20:06 PM | April 28, 2014 | Vincent Valk
Finding ways to expand the uses of existing products in new applications will be a key growth driver for specialty chemical makers in the coming years, according to a SpecialChem (Paris) survey of industry executives. The survey finds that 42% of respondents plan to acquire new customers by using existing products in new applications. Some 41% of respondents also say that they will acquire new customers via developing new products for markets they already serve. Just 17% of respondents say that growth will come from existing products in existing markets, half as many as a similar survey conducted by SpecialChem in 2013, the firm says. However, many companies underestimate the role of market understanding in successfully penetrating new applications and markets, SpecialChem says.
The survey, conducted early this year, comprises 234 responses from executives and managers in specialty chemicals. Respondents are most active in four sectors—plastics and composites, paints and coatings, personal care and cosmetics, and adhesives and sealants. Regionally, 39% of the respondents are from Europe, 28% are from North America, and 17% from Asia. Many occupy product management and business development roles at leading specialty chemical manufacturers.
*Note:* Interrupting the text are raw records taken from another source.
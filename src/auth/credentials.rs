//! Credential management for CoinSpot API authentication.
//!
//! CoinSpot issues two kinds of keys: full-access keys and read-only keys
//! (which only work against `/api/ro/` and the public feed). Both are a
//! key/secret pair and are handled the same way here.

use secrecy::{ExposeSecret, SecretString};
use std::sync::Arc;

use crate::error::CoinspotError;

/// Environment variable holding a full-access API key.
pub const API_KEY_VAR: &str = "COINSPOT_API_KEY";
/// Environment variable holding a full-access API secret.
pub const API_SECRET_VAR: &str = "COINSPOT_API_SECRET";
/// Environment variable holding a read-only API key.
pub const READ_ONLY_API_KEY_VAR: &str = "COINSPOT_RO_API_KEY";
/// Environment variable holding a read-only API secret.
pub const READ_ONLY_API_SECRET_VAR: &str = "COINSPOT_RO_API_SECRET";

/// An API key and its secret.
///
/// Neither is printed by `Debug`: the key is shortened to a prefix and
/// the secret is redacted.
#[derive(Clone)]
pub struct Credentials {
    /// The API key, sent in the `key` header
    pub api_key: String,
    api_secret: SecretString,
}

impl Credentials {
    /// Create new credentials from an API key and secret.
    pub fn new(api_key: impl Into<String>, api_secret: impl Into<String>) -> Self {
        Self {
            api_key: api_key.into(),
            api_secret: SecretString::from(api_secret.into()),
        }
    }

    /// The secret, used as the raw HMAC key.
    pub fn expose_secret(&self) -> &str {
        self.api_secret.expose_secret()
    }

    fn key_hint(&self) -> String {
        let prefix: String = self.api_key.chars().take(4).collect();
        format!("{prefix}…")
    }
}

impl std::fmt::Debug for Credentials {
    fn fmt(&self, f: &mut std::fmt::Formatter<'_>) -> std::fmt::Result {
        f.debug_struct("Credentials")
            .field("api_key", &self.key_hint())
            .field("api_secret", &"[REDACTED]")
            .finish()
    }
}

/// Trait for providing API credentials.
///
/// Implement this to pull credentials from a secrets manager or similar.
pub trait CredentialsProvider: Send + Sync {
    /// Get the credentials.
    fn get_credentials(&self) -> &Credentials;
}

/// Credentials held directly in memory.
#[derive(Clone, Debug)]
pub struct StaticCredentials {
    credentials: Credentials,
}

impl StaticCredentials {
    /// Create a new static credentials provider.
    pub fn new(api_key: impl Into<String>, api_secret: impl Into<String>) -> Self {
        Self {
            credentials: Credentials::new(api_key, api_secret),
        }
    }
}

impl From<Credentials> for StaticCredentials {
    fn from(credentials: Credentials) -> Self {
        Self { credentials }
    }
}

impl CredentialsProvider for StaticCredentials {
    fn get_credentials(&self) -> &Credentials {
        &self.credentials
    }
}

impl<P: CredentialsProvider + ?Sized> CredentialsProvider for Arc<P> {
    fn get_credentials(&self) -> &Credentials {
        (**self).get_credentials()
    }
}

/// Credentials read from environment variables once, at construction.
#[derive(Debug)]
pub struct EnvCredentials {
    credentials: Credentials,
}

impl EnvCredentials {
    /// Read a full-access key from `COINSPOT_API_KEY` / `COINSPOT_API_SECRET`.
    pub fn from_env() -> Result<Self, CoinspotError> {
        Self::from_env_vars(API_KEY_VAR, API_SECRET_VAR)
    }

    /// Read a read-only key from `COINSPOT_RO_API_KEY` / `COINSPOT_RO_API_SECRET`.
    pub fn read_only_from_env() -> Result<Self, CoinspotError> {
        Self::from_env_vars(READ_ONLY_API_KEY_VAR, READ_ONLY_API_SECRET_VAR)
    }

    /// Read credentials from custom environment variable names.
    pub fn from_env_vars(key_var: &str, secret_var: &str) -> Result<Self, CoinspotError> {
        let read = |var: &str| {
            std::env::var(var)
                .map_err(|_| CoinspotError::Auth(format!("Environment variable {var} not set")))
        };

        Ok(Self {
            credentials: Credentials::new(read(key_var)?, read(secret_var)?),
        })
    }

    /// Like [`from_env`](Self::from_env), returning `None` if either variable is unset.
    pub fn try_from_env() -> Option<Self> {
        Self::from_env().ok()
    }

    /// Like [`read_only_from_env`](Self::read_only_from_env), returning `None` if either variable is unset.
    pub fn try_read_only_from_env() -> Option<Self> {
        Self::read_only_from_env().ok()
    }
}

impl CredentialsProvider for EnvCredentials {
    fn get_credentials(&self) -> &Credentials {
        &self.credentials
    }
}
The survey found that customer acquisition —be it via new applications or new products —was crucial to meeting income targets. Over 40% of respondents say that more than 15% of their companies’ two-year income targets are contingent on bringing in new customers, with another 52% saying 5–15% of the target is contingent on new customer acquisition. About 77% of respondents say that meeting goals for acquiring new customers is “challenging” or “very challenging,” the survey finds.
In terms of moving into new markets, a lack of both market connections and market understanding are key problems, says Raphael Mestanza, chief innovation officer at SpecialChem. “When you are trying to enter a new market or play in adjacent spaces, you step out of your comfort zone,” Mestanza says. “Typically in a new application, the new market is structured differently, and you do not have access to the right connections.” Often, companies will launch products into new markets with limited data about that market’s needs and just one or two examples of possible customers; this can be a recipe for failure, he adds. “I’ve always been surprised that companies make important business decisions based on such few data points,” he says. “Companies also underestimate the internal resources required to manage the development of new business.”
For launching new or improved products into known markets, “companies tend to think because it is higher perform[ing] it will automatically be accepted by the market—and at a higher price,” Mestanza says. “That’s a big mistake I always see. Companies don’t take the time to validate the market need for this higher performance or to understand if the market is willing to pay more in a specific subsegment.”
Such mistakes—which have always been costly—are growing more expensive. “In the past, with the resources and profitability companies had, you could undertake many projects at the same time and, statistically, a couple would probably succeed,” Mestanza says. “Now, resources are shrinking, and companies need to be much more selective. There is less room for failure.” The survey finds that companies that invest more in market understanding are more likely to find success with new projects. Companies are also aiming to market additional services based on that understanding: 17% of respondents call additional services a “differentiating factor” in 2014 compared with just 6% in 2013.
“The most effective players are presenting themselves as solution providers to real problems that they can discuss with the downstream markets. They do this by validating where the unmet need truly is and gathering enough data points not only to find where the problems are but also define who is willing to pay to solve them,” Mestanza says.